0

I need to get the paths from something like this:

<object>
<p>https://bla-bla-bla/thing.flv</p>
</object>

<p>level/thing.mp3</p>
<ul>
<li>https://thing/otherthing/thing.srt<li></ul>

On the other hand, the files can be anywhere inside the html file.

I tried some possibilities, but without success.

Any clue?

Thanks a lot!

I need to get some file names with the proper address and put them into an array:

myArray[0]='https://bla-bla-bla/othername.flv'
myArray[1]='/level/name.mp3'
myArray[2]='https://text/othertext/name.srt'

..and so on

I'm very close to solve it using regexp, I did:

var str = document.getElementById("content").innerHTML;

var res = str.match(/=http.*?.flv/gi);

In this case, I get the excerpt, but I get the whole thing around it. eg.

I need this:

'https://this/otherthing/thing.srt'

But I getting this

'more https stuff from other url ...https://this/otherthing/thing.srt even more text...'

uniques url's, not a giant string with the first http ending with the first .srt.
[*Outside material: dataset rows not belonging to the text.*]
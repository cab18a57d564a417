//! Backup and Restore Integration Tests
//!
//! Tests the backup file round trip through an in-memory host:
//! - Choosing a backup location and writing snapshots
//! - Restoring snapshots over changed or empty sessions
//! - Declined permissions, dismissed pickers and stale handles
//! - Rejection of incomplete backup files

mod common;

use common::{init_tracing, svg, MemoryHost};
use composer_core::{
    BackupSnapshot, BackupStatus, Composer, Event, EventLoop, NamedFile, StorageKeys,
};

const BACKUP_FILE: &str = "backup.json";

/// A session with two simple characters and one compound.
fn populated() -> EventLoop<MemoryHost> {
    init_tracing();
    let mut host = MemoryHost::new();
    host.save_target = Some(BACKUP_FILE.to_string());
    host.open_target = Some(BACKUP_FILE.to_string());
    host.picks.push_back(vec![
        NamedFile::new("日.svg", svg("black")),
        NamedFile::new("月.svg", svg("red")),
    ]);

    let mut event_loop = EventLoop::new(Composer::default(), host);
    event_loop.push(Event::ImportSimpleCharacters);
    event_loop.push(Event::Compose {
        identity: '明',
        components: vec!['日', '月'],
    });
    event_loop.run_until_idle();
    event_loop
}

fn run(event_loop: &mut EventLoop<MemoryHost>, event: Event) {
    event_loop.push(event);
    event_loop.run_until_idle();
}

fn last_status(event_loop: &EventLoop<MemoryHost>) -> Option<&BackupStatus> {
    event_loop.boundary().statuses.last()
}

// ============================================================================
// Writing
// ============================================================================

#[test]
fn test_set_location_persists_handle_and_writes() {
    let mut event_loop = populated();
    run(&mut event_loop, Event::SetBackupLocation);

    let host = event_loop.boundary();
    assert_eq!(
        host.storage.get(&StorageKeys::default().backup_handle()),
        Some(&BACKUP_FILE.to_string())
    );
    let contents = host.files.get(BACKUP_FILE).expect("backup written");
    let snapshot = BackupSnapshot::from_json(contents).expect("valid snapshot");
    assert_eq!(&snapshot.model, event_loop.composer().model());
    assert_eq!(snapshot.simple_char_svgs, event_loop.composer().assets().to_record());
    assert_eq!(last_status(&event_loop), Some(&BackupStatus::Written));
    assert!(event_loop.composer().backup().is_idle());
}

#[test]
fn test_backup_now_reuses_location_across_reload() {
    let mut event_loop = populated();
    run(&mut event_loop, Event::SetBackupLocation);

    let (_, mut host) = event_loop.into_parts();
    host.files.clear();
    // The picker must not be needed again
    host.save_target = None;

    let events = host.startup_events(&StorageKeys::default());
    let mut event_loop = EventLoop::new(Composer::default(), host);
    for event in events {
        event_loop.push(event);
    }
    run(&mut event_loop, Event::BackupNow);

    assert!(event_loop.boundary().files.contains_key(BACKUP_FILE));
    assert_eq!(last_status(&event_loop), Some(&BackupStatus::Written));
}

#[test]
fn test_backup_now_without_location_asks_for_one() {
    let mut event_loop = populated();
    run(&mut event_loop, Event::BackupNow);

    assert!(event_loop.boundary().files.contains_key(BACKUP_FILE));
    assert!(event_loop
        .boundary()
        .storage
        .contains_key(&StorageKeys::default().backup_handle()));
}

// ============================================================================
// Restoring
// ============================================================================

#[test]
fn test_restore_round_trip_after_changes() {
    let mut event_loop = populated();
    run(&mut event_loop, Event::SetBackupLocation);
    let model = event_loop.composer().model().clone();
    let assets = event_loop.composer().assets().clone();

    run(&mut event_loop, Event::ClearSimpleCharacters);
    run(&mut event_loop, Event::RemoveCharacter { identity: '明' });
    assert_ne!(event_loop.composer().model(), &model);

    run(&mut event_loop, Event::RestoreBackup);

    assert_eq!(event_loop.composer().model(), &model);
    assert_eq!(event_loop.composer().assets(), &assets);
    assert_eq!(last_status(&event_loop), Some(&BackupStatus::Restored));

    // Restored state is durable
    let stored = event_loop
        .boundary()
        .stored_assets(&StorageKeys::default())
        .expect("stored");
    assert_eq!(stored, assets.to_record());
}

#[test]
fn test_deeply_nested_session_survives_backup_and_reload() {
    let mut event_loop = populated();
    let mut previous = '明';
    for offset in 0..110 {
        let identity = char::from_u32(0x6000 + offset).expect("valid scalar");
        event_loop.push(Event::Compose {
            identity,
            components: vec![previous, '日'],
        });
        previous = identity;
    }
    event_loop.run_until_idle();
    run(&mut event_loop, Event::SetBackupLocation);
    let model = event_loop.composer().model().clone();
    assert_eq!(
        event_loop
            .composer()
            .render_geometry(previous)
            .expect("exists")
            .len(),
        112
    );

    // Reload from durable storage
    let (_, host) = event_loop.into_parts();
    let events = host.startup_events(&StorageKeys::default());
    let mut event_loop = EventLoop::new(Composer::default(), host);
    for event in events {
        event_loop.push(event);
    }
    event_loop.run_until_idle();
    assert_eq!(event_loop.composer().model(), &model);

    // Restore from the backup file
    run(&mut event_loop, Event::RemoveCharacter { identity: previous });
    run(&mut event_loop, Event::RestoreBackup);
    assert_eq!(last_status(&event_loop), Some(&BackupStatus::Restored));
    assert_eq!(event_loop.composer().model(), &model);
}

#[test]
fn test_restore_into_fresh_session() {
    let mut source = populated();
    run(&mut source, Event::SetBackupLocation);
    let contents = source.boundary().files[BACKUP_FILE].clone();

    let mut host = MemoryHost::new();
    host.open_target = Some("copy.json".to_string());
    host.files.insert("copy.json".to_string(), contents);
    let mut target = EventLoop::new(Composer::default(), host);
    run(&mut target, Event::RestoreBackup);

    assert_eq!(target.composer().model(), source.composer().model());
    assert_eq!(target.composer().assets(), source.composer().assets());
    // Restoring does not change the backup location
    assert!(target.composer().backup().handle().is_none());
}

#[test]
fn test_restored_artwork_wins_over_local() {
    let mut event_loop = populated();
    run(&mut event_loop, Event::SetBackupLocation);

    event_loop
        .boundary_mut()
        .picks
        .push_back(vec![NamedFile::new("日.svg", svg("green"))]);
    run(&mut event_loop, Event::ImportSimpleCharacters);
    run(&mut event_loop, Event::RestoreBackup);

    let artwork = event_loop.composer().assets().get('日').expect("present");
    assert_eq!(artwork.source(), svg("black"));
}

#[test]
fn test_incomplete_backup_is_rejected_whole() {
    let mut event_loop = populated();
    let model = event_loop.composer().model().clone();
    let assets = event_loop.composer().assets().clone();

    let incomplete = serde_json::json!({ "model": composer_core::SessionModel::default() });
    event_loop
        .boundary_mut()
        .files
        .insert(BACKUP_FILE.to_string(), incomplete.to_string());
    run(&mut event_loop, Event::RestoreBackup);

    assert_eq!(event_loop.composer().model(), &model);
    assert_eq!(event_loop.composer().assets(), &assets);
    assert!(matches!(
        last_status(&event_loop),
        Some(BackupStatus::Failed { .. })
    ));
}

// ============================================================================
// Declined and failed actions
// ============================================================================

#[test]
fn test_denied_permission_writes_nothing() {
    let mut event_loop = populated();
    event_loop.boundary_mut().grant_permission = false;
    run(&mut event_loop, Event::SetBackupLocation);

    assert!(event_loop.boundary().files.is_empty());
    assert_eq!(last_status(&event_loop), Some(&BackupStatus::Aborted));
    assert!(event_loop.composer().backup().is_idle());
}

#[test]
fn test_denied_permission_restores_nothing() {
    let mut event_loop = populated();
    run(&mut event_loop, Event::SetBackupLocation);
    let model = event_loop.composer().model().clone();

    run(&mut event_loop, Event::ClearSimpleCharacters);
    event_loop.boundary_mut().grant_permission = false;
    run(&mut event_loop, Event::RestoreBackup);

    assert!(event_loop.composer().assets().is_empty());
    assert_eq!(event_loop.composer().model(), &model);
    assert_eq!(last_status(&event_loop), Some(&BackupStatus::Aborted));
}

#[test]
fn test_dismissed_restore_picker_aborts() {
    let mut event_loop = populated();
    event_loop.boundary_mut().open_target = None;
    run(&mut event_loop, Event::RestoreBackup);

    assert_eq!(last_status(&event_loop), Some(&BackupStatus::Aborted));
    assert!(event_loop.composer().backup().is_idle());
}

#[test]
fn test_stale_handle_reports_failure_and_session_continues() {
    let mut event_loop = populated();
    run(&mut event_loop, Event::SetBackupLocation);
    event_loop
        .boundary_mut()
        .stale
        .insert(BACKUP_FILE.to_string());

    run(&mut event_loop, Event::BackupNow);
    assert!(matches!(
        last_status(&event_loop),
        Some(BackupStatus::Failed { .. })
    ));

    // The session keeps working after the failure
    run(
        &mut event_loop,
        Event::Compose {
            identity: '朋',
            components: vec!['月', '月'],
        },
    );
    assert!(event_loop.composer().model().get('朋').is_some());
    assert!(event_loop.composer().backup().is_idle());
}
I need a valid path.

marc_s
  • 732,580
  • 175
  • 1,330
  • 1,459
Webill
  • 365
  • 3
  • 12
  • Try searching for regular expressions. If the different types are known, shouldn't be too hard at all. – Siddharth Aug 08 '14 at 21:30
  • What? Be more clear of what you want to do. What are you looking for in the html file exactly, what have you already tried and why those didn't work – Inox Aug 08 '14 at 21:32
  • I just added more details. – Webill Aug 11 '14 at 13:50
  • I don't understand, so are the links available in text or are you trying to discover links? – Daniel Cheung Aug 11 '14 at 14:18
  • Actually I need to get the files'names such as othername.flv, name.mp3 and name.srt, but these ones could be locally or in a url. So I need a generic approach in order to do it. – Webill Aug 11 '14 at 14:28
  • All the url or local file names are in the html file. – Webill Aug 11 '14 at 14:45
  • Are they randomly scattered or? How are they placed? Text? Variables? Please explain more. – Daniel Cheung Aug 11 '14 at 14:47
  • They are not ramdomly inserted, they are inside – Webill Aug 11 '14 at 15:27
  • Trying to do something like this: var res = str.match(/(?<=http).flv/gi); I know there is something wrong... but what? – Webill Aug 11 '14 at 18:36

1 Answers1

1

Since .* grabs as many matching characters as it can, you need to be more specific about what can and can't be in the middle.

Try:

var res = str.match(/https?:\/\/\S+\.flv/gi);

where \S grabs as many non-whitespace characters as it can.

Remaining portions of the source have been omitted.